L’infarctus du myocarde a obligé Michaela Fässler a modifier ses repères. Elle interroge aujourd’hui son immense disponibilité au travail. Elle apprend à mieux gérer le stress et à dire non de temps en temps. «Il s’agit de comportements profondément ancrés en moi», explique-t-elle. Même lorsqu’il s’est agi de suivre un programme de réadaptation de quatre mois, elle voulait qu’il ait lieu le soir pour pouvoir pleinement reprendre son travail à l’école dans la journée. Le médecin de la clinique de réadaptation se mit alors en colère: «Madame Fässler, je vous en prie, vous avez failli mourir. Laissez votre cœur se reposer un peu!»

Cette interruption a porté ses fruits: Michaela Fässler s’est rendue compte qu’il n’y a pas que le travail qui lui procure des joies. Depuis quelques semaines, quatre poules grattent la terre dans son jardin et chez elle, dans le bureau, un violoncelle voisine l’ordinateur.

Maladie de Takotsubo: le cœur brisé

La maladie de Takotsubo est aussi appelée «syndrome du cœur brisé», car elle est souvent déclenchée par de fortes émotions. Bien que la maladie de Takotsubo ressemble à un infarctus du myocarde, elle n’est pas liée à une obstruction des artères coronaires. Le ventricule gauche ne pompe plus ­correctement et prend la forme typique d’une amphore japonaise en terre cuite, d’où le nom de la maladie.
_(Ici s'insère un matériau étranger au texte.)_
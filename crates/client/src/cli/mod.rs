//! CLI command definitions.

pub mod courses;
pub mod coursework;
pub mod enrollments;
pub mod events;

use clap::{Parser, Subcommand, ValueEnum};

/// CLI client for the syllabus calendar API.
#[derive(Debug, Parser)]
#[command(name = "syllabus-client")]
#[command(about = "CLI client for the syllabus calendar API", long_about = None)]
pub struct Cli {
    /// Server base URL.
    #[arg(long, env = "SYLLABUS_URL", default_value = "http://localhost:3000")]
    pub base_url: String,

    /// Output format.
    #[arg(long, default_value = "pretty")]
    pub format: OutputFormat,

    /// Suppress non-essential output.
    #[arg(long)]
    pub quiet: bool,

    #[command(subcommand)]
    pub command: Commands,
}

/// Output format options.
#[derive(Debug, Clone, Copy, Default, ValueEnum)]
pub enum OutputFormat {
    /// Raw JSON output.
    Json,
    /// Human-readable output.
    #[default]
    Pretty,
}

/// Available commands.
#[derive(Debug, Subcommand)]
pub enum Commands {
    /// Course management.
    Courses(courses::CoursesCommand),
    /// Assignments, quizzes and discussions of a course.
    Coursework(coursework::CourseworkCommand),
    /// Aggregated calendar events.
    Events(events::EventsCommand),
    /// Viewer enrollments.
    Enrollments(enrollments::EnrollmentsCommand),
    /// Server health check.
    Health,
}
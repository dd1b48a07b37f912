use chrono::{Datelike, NaiveDate};

use super::DateRangeError;

/// A calendar window with inclusive start and end dates.
#[derive(Debug, Clone, Copy, PartialEq, Eq)]
pub struct DateRange {
    pub start: NaiveDate,
    pub end: NaiveDate,
}

impl DateRange {
    /// Creates a new date range, validating that start <= end.
    pub fn new(start: NaiveDate, end: NaiveDate) -> Result<Self, DateRangeError> {
        if start > end {
            return Err(DateRangeError::InvalidRange);
        }
        Ok(Self { start, end })
    }

    /// Creates a date range covering an entire month.
    pub fn month(year: i32, month: u32) -> Result<Self, DateRangeError> {
        let invalid = || DateRangeError::InvalidMonth { year, month };

        let start = NaiveDate::from_ymd_opt(year, month, 1).ok_or_else(invalid)?;
        let next_month = if month == 12 {
            NaiveDate::from_ymd_opt(year + 1, 1, 1)
        } else {
            NaiveDate::from_ymd_opt(year, month + 1, 1)
        };
        let end = next_month
            .and_then(|d| d.pred_opt())
            .ok_or_else(invalid)?;

        Ok(Self { start, end })
    }

    /// The month containing `date`.
    pub fn month_of(date: NaiveDate) -> Self {
        let start = date.with_day(1).unwrap_or(date);
        let end = Self::month(date.year(), date.month())
            .map(|range| range.end)
            .unwrap_or(date);
        Self { start, end }
    }

    pub fn contains(&self, date: NaiveDate) -> bool {
        date >= self.start && date <= self.end
    }

    /// Number of days in the range, counting both ends.
    pub fn num_days(&self) -> i64 {
        (self.end - self.start).num_days() + 1
    }

    /// Every date in the range, in order.
    pub fn dates(&self) -> Vec<NaiveDate> {
        self.start.iter_days().take_while(|d| *d <= self.end).collect()
    }
}

#[cfg(test)]
mod tests {
    use super::*;

    fn date(year: i32, month: u32, day: u32) -> NaiveDate {
        NaiveDate::from_ymd_opt(year, month, day).unwrap()
    }

    #[test]
    fn test_valid_range_construction() {
        let range = DateRange::new(date(2025, 6, 1), date(2025, 6, 30)).unwrap();

        assert_eq!(range.start, date(2025, 6, 1));
        assert_eq!(range.end, date(2025, 6, 30));
        assert_eq!(range.num_days(), 30);
    }

    #[test]
    fn test_same_day_range_is_valid() {
        let day = date(2025, 6, 10);

        let range = DateRange::new(day, day).unwrap();
        assert_eq!(range.num_days(), 1);
        assert_eq!(range.dates(), vec![day]);
    }

    #[test]
    fn test_invalid_range_returns_error() {
        let result = DateRange::new(date(2025, 6, 30), date(2025, 6, 1));
        assert_eq!(result, Err(DateRangeError::InvalidRange));
    }

    #[test]
    fn test_month_factory() {
        let june = DateRange::month(2025, 6).unwrap();
        assert_eq!(june.start, date(2025, 6, 1));
        assert_eq!(june.end, date(2025, 6, 30));

        let leap = DateRange::month(2024, 2).unwrap();
        assert_eq!(leap.end, date(2024, 2, 29));

        let december = DateRange::month(2025, 12).unwrap();
        assert_eq!(december.end, date(2025, 12, 31));
    }

    #[test]
    fn test_month_factory_rejects_invalid_month() {
        assert_eq!(
            DateRange::month(2025, 13),
            Err(DateRangeError::InvalidMonth {
                year: 2025,
                month: 13
            })
        );
        assert!(DateRange::month(2025, 0).is_err());
    }

    #[test]
    fn test_month_of() {
        let range = DateRange::month_of(date(2025, 2, 14));
        assert_eq!(range, DateRange::month(2025, 2).unwrap());
    }

    #[test]
    fn test_contains_and_dates() {
        let range = DateRange::new(date(2025, 6, 29), date(2025, 7, 2)).unwrap();

        assert!(range.contains(date(2025, 6, 29)));
        assert!(range.contains(date(2025, 7, 2)));
        assert!(!range.contains(date(2025, 7, 3)));
        assert_eq!(
            range.dates(),
            vec![
                date(2025, 6, 29),
                date(2025, 6, 30),
                date(2025, 7, 1),
                date(2025, 7, 2)
            ]
        );
    }
}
La cause de cette insuffisance cardiaque ­subite est encore inconnue. 80% des personnes touchées sont des femmes ménopausées. En phase aiguë, la mortalité est équivalente à celle de l’infarctus du myocarde. Ensuite, la plupart des personnes touchées se remettent. Le plus grand registre de la maladie de Takotsubo au monde, destiné à la ­recherche sur la maladie, a été mis en place à l’Université de Zurich en 2011.